Saved entries:
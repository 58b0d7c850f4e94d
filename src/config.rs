//! Application-level configuration loading: marker palette and quadrant colors.

use std::{env, fs, io::ErrorKind, path::PathBuf};

use serde::Deserialize;
use tracing::{info, warn};

/// Default location on disk where the server looks for the JSON configuration.
const DEFAULT_CONFIG_PATH: &str = "config/app.json";
/// Environment variable that overrides [`DEFAULT_CONFIG_PATH`].
const CONFIG_PATH_ENV: &str = "COACHING_MATRIX_CONFIG_PATH";
/// Color of the participant's own marker.
const DEFAULT_OWN_COLOR: &str = "#ffffff";
/// Fallback marker color used when the palette is empty.
const DEFAULT_COLOR: &str = "#F97316";

#[derive(Debug, Clone)]
/// Immutable runtime configuration shared across the application.
pub struct AppConfig {
    palette: Vec<String>,
    own_color: String,
    quadrants: [String; 4],
}

impl AppConfig {
    /// Load the application configuration from disk, falling back to built-in colors.
    pub fn load() -> Self {
        let path = resolve_config_path();
        match fs::read_to_string(&path) {
            Ok(contents) => match serde_json::from_str::<RawConfig>(&contents) {
                Ok(raw) => {
                    let app_config = Self::from_raw(raw);
                    info!(
                        path = %path.display(),
                        palette = app_config.palette.len(),
                        "loaded marker colors from config"
                    );
                    app_config
                }
                Err(err) => {
                    warn!(
                        path = %path.display(),
                        error = %err,
                        "failed to parse config; falling back to defaults"
                    );
                    Self::default()
                }
            },
            Err(err) if err.kind() == ErrorKind::NotFound => {
                info!(
                    path = %path.display(),
                    "config file not found; using built-in defaults"
                );
                Self::default()
            }
            Err(err) => {
                warn!(
                    path = %path.display(),
                    error = %err,
                    "failed to read config; falling back to defaults"
                );
                Self::default()
            }
        }
    }

    /// Color of the `index`-th other participant, cycling through the palette.
    pub fn marker_color(&self, index: usize) -> &str {
        if self.palette.is_empty() {
            return DEFAULT_COLOR;
        }
        &self.palette[index % self.palette.len()]
    }

    /// Color of the participant's own marker.
    pub fn own_color(&self) -> &str {
        &self.own_color
    }

    /// Quadrant background colors in reading order (top-left, top-right,
    /// bottom-left, bottom-right).
    pub fn quadrants(&self) -> &[String; 4] {
        &self.quadrants
    }

    fn from_raw(raw: RawConfig) -> Self {
        let defaults = Self::default();
        let palette: Vec<String> = raw
            .palette
            .unwrap_or_default()
            .into_iter()
            .filter(|color| {
                let valid = is_hex_color(color);
                if !valid {
                    warn!(color = %color, "ignoring invalid palette color");
                }
                valid
            })
            .collect();

        let quadrants = match raw.quadrants {
            Some(colors) if colors.iter().all(|c| is_hex_color(c)) => colors,
            Some(_) => {
                warn!("invalid quadrant colors in config; using defaults");
                defaults.quadrants.clone()
            }
            None => defaults.quadrants.clone(),
        };

        Self {
            palette: if palette.is_empty() {
                defaults.palette
            } else {
                palette
            },
            own_color: raw
                .own_color
                .filter(|color| is_hex_color(color))
                .unwrap_or(defaults.own_color),
            quadrants,
        }
    }
}

impl Default for AppConfig {
    fn default() -> Self {
        Self {
            palette: default_palette(),
            own_color: DEFAULT_OWN_COLOR.to_string(),
            quadrants: ["#FFD700", "#22C55E", "#EF4444", "#3B82F6"].map(String::from),
        }
    }
}

#[derive(Debug, Deserialize)]
/// JSON representation of the configuration file located at [`DEFAULT_CONFIG_PATH`].
struct RawConfig {
    palette: Option<Vec<String>>,
    own_color: Option<String>,
    quadrants: Option<[String; 4]>,
}

/// Resolve the configuration path taking the environment override into account.
fn resolve_config_path() -> PathBuf {
    env::var_os(CONFIG_PATH_ENV)
        .map(PathBuf::from)
        .filter(|path| !path.as_os_str().is_empty())
        .unwrap_or_else(|| PathBuf::from(DEFAULT_CONFIG_PATH))
}

/// `#rgb` or `#rrggbb`.
fn is_hex_color(value: &str) -> bool {
    value
        .strip_prefix('#')
        .is_some_and(|hex| matches!(hex.len(), 3 | 6) && hex.chars().all(|c| c.is_ascii_hexdigit()))
}

/// Built-in marker palette shipped with the binary.
fn default_palette() -> Vec<String> {
    [
        "#F97316", "#A855F7", "#EC4899", "#06B6D4", "#84CC16", "#F59E0B", "#14B8A6", "#6366F1",
        "#EF4444", "#22C55E",
    ]
    .into_iter()
    .map(String::from)
    .collect()
}

#[cfg(test)]
mod tests {
    use super::*;

    #[test]
    fn palette_cycles() {
        let config = AppConfig::default();
        assert_eq!(config.marker_color(0), "#F97316");
        assert_eq!(config.marker_color(10), "#F97316");
        assert_eq!(config.marker_color(11), "#A855F7");
    }

    #[test]
    fn hex_colors_are_validated() {
        assert!(is_hex_color("#fff"));
        assert!(is_hex_color("#3B82F6"));
        assert!(!is_hex_color("3B82F6"));
        assert!(!is_hex_color("#3B82F"));
        assert!(!is_hex_color("#GGGGGG"));
    }

    #[test]
    fn invalid_entries_fall_back_to_defaults() {
        let raw: RawConfig = serde_json::from_str(
            r##"{"palette": ["nope", "#123456"], "own_color": "white", "quadrants": ["#000", "#111", "#222", "x"]}"##,
        )
        .expect("valid json");

        let config = AppConfig::from_raw(raw);

        assert_eq!(config.marker_color(0), "#123456");
        assert_eq!(config.marker_color(1), "#123456");
        assert_eq!(config.own_color(), "#ffffff");
        assert_eq!(config.quadrants()[0], "#FFD700");
    }
}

**Task goal:**
Now write the data shown above out again, word for word.

**Task result:**
repository 58b0d7c850f4e94d
filename src/config.rs
//! Application-level configuration loading: marker palette and quadrant colors.

use std::{env, fs, io::ErrorKind, path::PathBuf};

use serde::Deserialize;
use tracing::{info, warn};

/// Default location on disk where the server looks for the JSON configuration.
const DEFAULT_CONFIG_PATH: &str = "config/app.json";
/// Environment variable that overrides [`DEFAULT_CONFIG_PATH`].
const CONFIG_PATH_ENV: &str = "COACHING_MATRIX_CONFIG_PATH";
/// Color of the participant's own marker.
const DEFAULT_OWN_COLOR: &str = "#ffffff";
/// Fallback marker color used when the palette is empty.
const DEFAULT_COLOR: &str = "#F97316";

#[derive(Debug, Clone)]
/// Immutable runtime configuration shared across the application.
pub struct AppConfig {
    palette: Vec<String>,
    own_color: String,
    quadrants: [String; 4],
}

impl AppConfig {
    /// Load the application configuration from disk, falling back to built-in colors.
    pub fn load() -> Self {
        let path = resolve_config_path();
        match fs::read_to_string(&path) {
            Ok(contents) => match serde_json::from_str::<RawConfig>(&contents) {
                Ok(raw) => {
                    let app_config = Self::from_raw(raw);
                    info!(
                        path = %path.display(),
                        palette = app_config.palette.len(),
                        "loaded marker colors from config"
                    );
                    app_config
                }
                Err(err) => {
                    warn!(
                        path = %path.display(),
                        error = %err,
                        "failed to parse config; falling back to defaults"
                    );
                    Self::default()
                }
            },
            Err(err) if err.kind() == ErrorKind::NotFound => {
                info!(
                    path = %path.display(),
                    "config file not found; using built-in defaults"
                );
                Self::default()
            }
            Err(err) => {
                warn!(
                    path = %path.display(),
                    error = %err,
                    "failed to read config; falling back to defaults"
                );
                Self::default()
            }
        }
    }

    /// Color of the `index`-th other participant, cycling through the palette.
    pub fn marker_color(&self, index: usize) -> &str {
        if self.palette.is_empty() {
            return DEFAULT_COLOR;
        }
        &self.palette[index % self.palette.len()]
    }

    /// Color of the participant's own marker.
    pub fn own_color(&self) -> &str {
        &self.own_color
    }

    /// Quadrant background colors in reading order (top-left, top-right,
    /// bottom-left, bottom-right).
    pub fn quadrants(&self) -> &[String; 4] {
        &self.quadrants
    }

    fn from_raw(raw: RawConfig) -> Self {
        let defaults = Self::default();
        let palette: Vec<String> = raw
            .palette
            .unwrap_or_default()
            .into_iter()
            .filter(|color| {
                let valid = is_hex_color(color);
                if !valid {
                    warn!(color = %color, "ignoring invalid palette color");
                }
                valid
            })
            .collect();

        let quadrants = match raw.quadrants {
            Some(colors) if colors.iter().all(|c| is_hex_color(c)) => colors,
            Some(_) => {
                warn!("invalid quadrant colors in config; using defaults");
                defaults.quadrants.clone()
            }
            None => defaults.quadrants.clone(),
        };

        Self {
            palette: if palette.is_empty() {
                defaults.palette
            } else {
                palette
            },
            own_color: raw
                .own_color
                .filter(|color| is_hex_color(color))
                .unwrap_or(defaults.own_color),
            quadrants,
        }
    }
}

impl Default for AppConfig {
    fn default() -> Self {
        Self {
            palette: default_palette(),
            own_color: DEFAULT_OWN_COLOR.to_string(),
            quadrants: ["#FFD700", "#22C55E", "#EF4444", "#3B82F6"].map(String::from),
        }
    }
}

#[derive(Debug, Deserialize)]
/// JSON representation of the configuration file located at [`DEFAULT_CONFIG_PATH`].
struct RawConfig {
    palette: Option<Vec<String>>,
    own_color: Option<String>,
    quadrants: Option<[String; 4]>,
}

/// Resolve the configuration path taking the environment override into account.
fn resolve_config_path() -> PathBuf {
    env::var_os(CONFIG_PATH_ENV)
        .map(PathBuf::from)
        .filter(|path| !path.as_os_str().is_empty())
        .unwrap_or_else(|| PathBuf::from(DEFAULT_CONFIG_PATH))
}

/// `#rgb` or `#rrggbb`.
fn is_hex_color(value: &str) -> bool {
    value
        .strip_prefix('#')
        .is_some_and(|hex| matches!(hex.len(), 3 | 6) && hex.chars().all(|c| c.is_ascii_hexdigit()))
}

/// Built-in marker palette shipped with the binary.
fn default_palette() -> Vec<String> {
    [
        "#F97316", "#A855F7", "#EC4899", "#06B6D4", "#84CC16", "#F59E0B", "#14B8A6", "#6366F1",
        "#EF4444", "#22C55E",
    ]
    .into_iter()
    .map(String::from)
    .collect()
}

#[cfg(test)]
mod tests {
    use super::*;

    #[test]
    fn palette_cycles() {
        let config = AppConfig::default();
        assert_eq!(config.marker_color(0), "#F97316");
        assert_eq!(config.marker_color(10), "#F97316");
        assert_eq!(config.marker_color(11), "#A855F7");
    }

    #[test]
    fn hex_colors_are_validated() {
        assert!(is_hex_color("#fff"));
        assert!(is_hex_color("#3B82F6"));
        assert!(!is_hex_color("3B82F6"));
        assert!(!is_hex_color("#3B82F"));
        assert!(!is_hex_color("#GGGGGG"));
    }

    #[test]
    fn invalid_entries_fall_back_to_defaults() {
        let raw: RawConfig = serde_json::from_str(
            r##"{"palette": ["nope", "#123456"], "own_color": "white", "quadrants": ["#000", "#111", "#222", "x"]}"##,
        )
        .expect("valid json");

        let config = AppConfig::from_raw(raw);

        assert_eq!(config.marker_color(0), "#123456");
        assert_eq!(config.marker_color(1), "#123456");
        assert_eq!(config.own_color(), "#ffffff");
        assert_eq!(config.quadrants()[0], "#FFD700");
    }
}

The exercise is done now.